Ese día, la vacilante determinación de Ashley por escapar se solidificó.
Salir de ese infierno se convirtió en su objetivo final, aunque eso significara poner su vida en juego.
El problema era que el simple hecho de pensar en escapar de las garras de Lucian ya era un error en sí mismo.
Ashley tendría que aprenderlo por las malas.
*****
El tiempo pasó y, antes de que Ashley se diera cuenta, ya habían transcurrido dos meses.
La habitación estaba llena de bolsas de la compra de diferentes marcas de lujo; tantas que casi no quedaba espacio para caminar.
—Ir de compras es agotador, desde luego —masculló, desplomándose en la cama, exhausta.
Tras descansar un momento, se incorporó y miró a su alrededor.
Mirara donde mirara, había bolsas de la compra.
Había estado gastando millones cada día durante el último mes.
Al menos no le habían prohibido salir.
Podía ir de compras, comer en restaurantes lujosos e incluso visitar clubes nocturnos e ir de fiesta toda la noche.

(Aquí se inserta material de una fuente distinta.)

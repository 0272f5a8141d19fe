// SPDX-FileCopyrightText: 2026 Glucolink Contributors
// SPDX-License-Identifier: MIT OR Apache-2.0

//! The measurement-acquisition contract every backend implements.

use std::time::Duration;

use async_trait::async_trait;
use secrecy::SecretString;
use tokio::sync::watch;

use crate::error::GlucolinkError;
use crate::types::{MeasurementEvent, SelectableResource, SourceStatus};

/// A pluggable backend that produces glucose readings from a remote account.
///
/// The polling scheduler and freshness controller only ever talk to this
/// trait, so adding a backend means implementing it and registering a
/// factory.
#[async_trait]
pub trait MeasurementSource: Send + Sync + 'static {
    /// Registry id of the backend (e.g. "llu").
    fn id(&self) -> &str;

    /// Subscribes to status changes. The receiver starts at the current status.
    fn subscribe_status(&self) -> watch::Receiver<SourceStatus>;

    /// Current status.
    fn status(&self) -> SourceStatus {
        self.subscribe_status().borrow().clone()
    }

    /// How often the scheduler should call [`fetch_latest`](Self::fetch_latest).
    fn poll_interval(&self) -> Duration;

    /// Changes the poll interval; persisted on shutdown.
    async fn set_poll_interval(&self, interval: Duration);

    /// Authenticates against the remote account.
    ///
    /// Returns [`GlucolinkError::LoginRejected`] with the server's message when
    /// the credentials are refused.
    async fn login(&self, email: &str, password: &SecretString) -> Result<(), GlucolinkError>;

    /// Lists the resources the logged-in account may poll.
    ///
    /// Empty when not logged in or when the API reports a failure status.
    async fn list_selectable(&self) -> Result<Vec<SelectableResource>, GlucolinkError>;

    /// Makes `resource` the one polled by [`fetch_latest`](Self::fetch_latest). No network call.
    async fn select_active(&self, resource: &SelectableResource);

    /// Fetches the latest reading. Never fails; problems become [`MeasurementEvent::Failed`].
    async fn fetch_latest(&self) -> MeasurementEvent;

    /// Persists session state. Must complete before the source counts as stopped.
    async fn shutdown(&self) -> Result<(), GlucolinkError>;
}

Nadie la detenía, ni siquiera cuando vivía con exceso.
Algo que nunca había experimentado, a pesar de ser la hija del Mariscal Di Carpio, un capo del hampa.
—Un mes más —murmuró para sí, asintiendo lentamente—.
Un mes y… él regresa.
Y antes de que eso ocurriera, ya había planeado su gran huida.
Puede que Ashley hubiera vivido con exceso, pero todo eso no era más que una fachada para sus planes de marcharse de ese lugar.
Solo había un problema.
—Necesito ayuda —susurró—.
Ayuda que me saque de aquí antes de que se den cuenta.
Justo cuando esas palabras se le escaparon, su teléfono vibró.
Enarcó las cejas al cogerlo, viendo un número desconocido.
Cuando llegó aquí, le habían dado un teléfono nuevo.
Pero con la tarjeta que le dejaron para que usara, se compró otro.
No se fiaba del teléfono que le dieron.
[De: Número desconocido
¡Hola, Ash!
¡Soy yo, June!
¿Cómo estás?]
—¿June?
—susurró, frunciendo el ceño mientras la imagen de un chico encantador de su pasado acudía a su mente.
Era alguien en quien había confiado antes.
Alguien que una vez le gustó, pero todo eso era cosa del pasado.
Sus labios se curvaron en una sonrisa mientras respondía.
Apenas había enviado el mensaje cuando su respuesta llegó rápidamente.
[He oído que estás en el territorio de Dominion.
¿Quieres que quedemos?]
—…
Ashley se quedó mirando el mensaje cuando se le ocurrió una idea.
—No pasa nada por ver a un viejo amigo, ¿verdad?
—murmuró—.
Nolan dijo que incluso podía invitar a gente aquí si quería.
Encogiéndose de hombros, Ashley sonrió y respondió.
[¡Claro!
Mañana me parece bien.]
Y ese fue el segundo error que cometí.
El primero fue pensar que podía escapar.
Y el segundo fue no respetar la petición especial de Lucian.
La de no tener nunca contacto con otro hombre.